At the end of this whole Girl Scout cookie nightmare, I will at least be able to say that because of it I have certainly experienced some interesting moments that I may not have otherwise experienced. So, I guess I can't say that I am sorry that I volunteered (although I can certainly say that I won't volunteer again!)
It all started with wondering how I was going to cram 145 CASES of cookies into my car.
Next there was the whole Children of Abraham lesson.
Then there was the shoplifting incident. Apparently a man decided he was hungry and so he stole a chicken. The grocery store security saw him. They chased him as he left the store only to have the guy pull a knife on them. They eventually got him but by that time there were about 10 police cars and 20 policemen standing in front of our cookie tables. At this point maybe we should have been afraid for our children's saftey but instead the girls took the opportunity to talk the police officers into buying cookies.
And finally the warehouse incident. I had to go exchange a few cases of cookies at the warehouse.

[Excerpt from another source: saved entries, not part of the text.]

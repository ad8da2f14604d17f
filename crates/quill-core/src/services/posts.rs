//! Post listing, search and author-only editing.

use std::sync::Arc;

use uuid::Uuid;
use validator::Validate;

use crate::domain::{AuthoredPost, Page, PageRequest, Post, User};
use crate::error::{DomainError, RepoError};
use crate::ports::PostRepository;
use crate::validation;

/// Title and body of a post being written or edited.
#[derive(Debug, Clone, Validate)]
pub struct PostDraft {
    #[validate(length(min = 1, message = "This field is required."))]
    pub title: String,
    #[validate(length(min = 1, message = "This field is required."))]
    pub body: String,
}

impl PostDraft {
    pub fn new(title: &str, body: &str) -> Self {
        Self {
            title: title.trim().to_string(),
            body: body.trim().to_string(),
        }
    }
}

/// Public post operations. Only a post's author may change it here.
pub struct PostService {
    posts: Arc<dyn PostRepository>,
    per_page: u64,
}

impl PostService {
    pub fn new(posts: Arc<dyn PostRepository>, per_page: u64) -> Self {
        Self { posts, per_page }
    }

    /// Newest-first listing, narrowed to posts whose title or body contains
    /// `query` when one is given. Out-of-range pages are clamped.
    pub async fn list(
        &self,
        query: Option<&str>,
        page: u64,
    ) -> Result<Page<AuthoredPost>, DomainError> {
        let term = query.map(str::trim).filter(|q| !q.is_empty());
        let page = self
            .posts
            .search(term, PageRequest::new(page, self.per_page))
            .await?;
        Ok(page)
    }

    pub async fn get(&self, id: Uuid) -> Result<AuthoredPost, DomainError> {
        self.posts
            .find_with_author(id)
            .await?
            .ok_or(DomainError::NotFound {
                entity_type: "post",
                id,
            })
    }

    pub async fn create(&self, author: &User, draft: PostDraft) -> Result<Post, DomainError> {
        validation::check(&draft)?;
        let post = self
            .posts
            .insert(Post::new(author.id, draft.title, draft.body))
            .await?;
        tracing::info!(post_id = %post.id, user_id = %author.id, "Post created");
        Ok(post)
    }

    /// The post, provided `editor` wrote it.
    pub async fn owned_by(&self, editor: &User, id: Uuid) -> Result<Post, DomainError> {
        let post = self.posts.find_by_id(id).await?.ok_or(DomainError::NotFound {
            entity_type: "post",
            id,
        })?;
        if !post.is_authored_by(editor.id) {
            tracing::warn!(post_id = %id, user_id = %editor.id, "Rejected change by non-author");
            return Err(DomainError::Forbidden);
        }
        Ok(post)
    }

    pub async fn edit(
        &self,
        editor: &User,
        id: Uuid,
        draft: PostDraft,
    ) -> Result<Post, DomainError> {
        let mut post = self.owned_by(editor, id).await?;
        validation::check(&draft)?;
        post.revise(draft.title, draft.body);
        let post = self.posts.update(post).await?;
        tracing::info!(post_id = %post.id, user_id = %editor.id, "Post edited");
        Ok(post)
    }

    pub async fn delete(&self, editor: &User, id: Uuid) -> Result<(), DomainError> {
        self.owned_by(editor, id).await?;
        self.posts.delete(id).await.map_err(|e| match e {
            RepoError::NotFound => DomainError::NotFound {
                entity_type: "post",
                id,
            },
            other => other.into(),
        })?;
        tracing::info!(post_id = %id, user_id = %editor.id, "Post deleted");
        Ok(())
    }
}

#[cfg(test)]
mod tests {
    use super::*;
    use crate::ports::BaseRepository;
    use crate::services::testing::{FakePosts, FakeUsers};

    async fn fixture() -> (PostService, Arc<FakePosts>, User, User) {
        let users = Arc::new(FakeUsers::default());
        let alice = users
            .insert(User::new("alice".into(), "a@example.com".into(), "h".into()))
            .await
            .unwrap();
        let bob = users
            .insert(User::new("bobby".into(), "b@example.com".into(), "h".into()))
            .await
            .unwrap();
        let posts = Arc::new(FakePosts::new(users));
        (PostService::new(posts.clone(), 5), posts, alice, bob)
    }

    #[tokio::test]
    async fn search_matches_body_only_terms() {
        let (service, _, alice, _) = fixture().await;
        service
            .create(&alice, PostDraft::new("Weekend", "We went to the lighthouse."))
            .await
            .unwrap();
        service
            .create(&alice, PostDraft::new("Monday", "Back to work."))
            .await
            .unwrap();

        let page = service.list(Some("lighthouse"), 1).await.unwrap();
        assert_eq!(page.items.len(), 1);
        assert_eq!(page.items[0].post.title, "Weekend");
        assert_eq!(page.items[0].author.username, "alice");
    }

    #[tokio::test]
    async fn listing_is_newest_first_and_clamped() {
        let (service, _, alice, _) = fixture().await;
        for i in 0..7 {
            service
                .create(&alice, PostDraft::new(&format!("Post {i}"), "body"))
                .await
                .unwrap();
        }

        let first = service.list(None, 1).await.unwrap();
        assert_eq!(first.items[0].post.title, "Post 6");
        assert_eq!(first.total_pages, 2);

        let beyond = service.list(Some("   "), 40).await.unwrap();
        assert_eq!(beyond.page, 2);
        assert_eq!(beyond.items.len(), 2);
    }

    #[tokio::test]
    async fn non_author_cannot_edit_or_delete() {
        let (service, posts, alice, bob) = fixture().await;
        let post = service
            .create(&alice, PostDraft::new("Mine", "Original"))
            .await
            .unwrap();

        let err = service
            .edit(&bob, post.id, PostDraft::new("Hijacked", "Nope"))
            .await
            .unwrap_err();
        assert!(matches!(err, DomainError::Forbidden));
        assert!(matches!(
            service.delete(&bob, post.id).await,
            Err(DomainError::Forbidden)
        ));

        let stored = posts.find_by_id(post.id).await.unwrap().unwrap();
        assert_eq!(stored.title, "Mine");
        assert_eq!(stored.body, "Original");
    }

    #[tokio::test]
    async fn author_edits_bump_updated_at() {
        let (service, _, alice, _) = fixture().await;
        let post = service
            .create(&alice, PostDraft::new("Mine", "Original"))
            .await
            .unwrap();
        let edited = service
            .edit(&alice, post.id, PostDraft::new("Mine v2", "Changed"))
            .await
            .unwrap();
        assert_eq!(edited.title, "Mine v2");
        assert!(edited.updated_at >= post.updated_at);
    }

    #[tokio::test]
    async fn blank_drafts_are_invalid() {
        let (service, _, alice, _) = fixture().await;
        let err = service
            .create(&alice, PostDraft::new("  ", "body"))
            .await
            .unwrap_err();
        let DomainError::Invalid(errors) = err else {
            panic!("expected validation errors");
        };
        assert!(errors.contains("title"));
    }

    #[tokio::test]
    async fn unknown_post_is_not_found() {
        let (service, _, _, _) = fixture().await;
        assert!(matches!(
            service.get(Uuid::new_v4()).await,
            Err(DomainError::NotFound { .. })
        ));
    }
}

There was another "Cookie Mom" there and somehow we ended up discussing how it seemed like the cookie that you sold the most depended on what neighborhood your cookie booth was in. I agreed since I had seen that at one grocery store we sold a bunch of Thin Mints and at another grocery store we barely sold any but sold a whole lot of Trefoils. She then continued the conversation...
"Yeah, the blacks really like those Trefoils"
(Um...I don't think she realized that there was an African American warehouse worker standing behind her when she said this.)
I nodded my head and said, "Oh really?"
"And the Jews - they love the Thin Mints."
(Yeah - I'm guessing she didn't realize I am Jewish. And actually, I don't like Thin Mints. But is this true, do Jews love Thin Mints? Inquiring minds want to know.)
She continued...
"And Hispanics - they love the coconut ones and lemon cookies"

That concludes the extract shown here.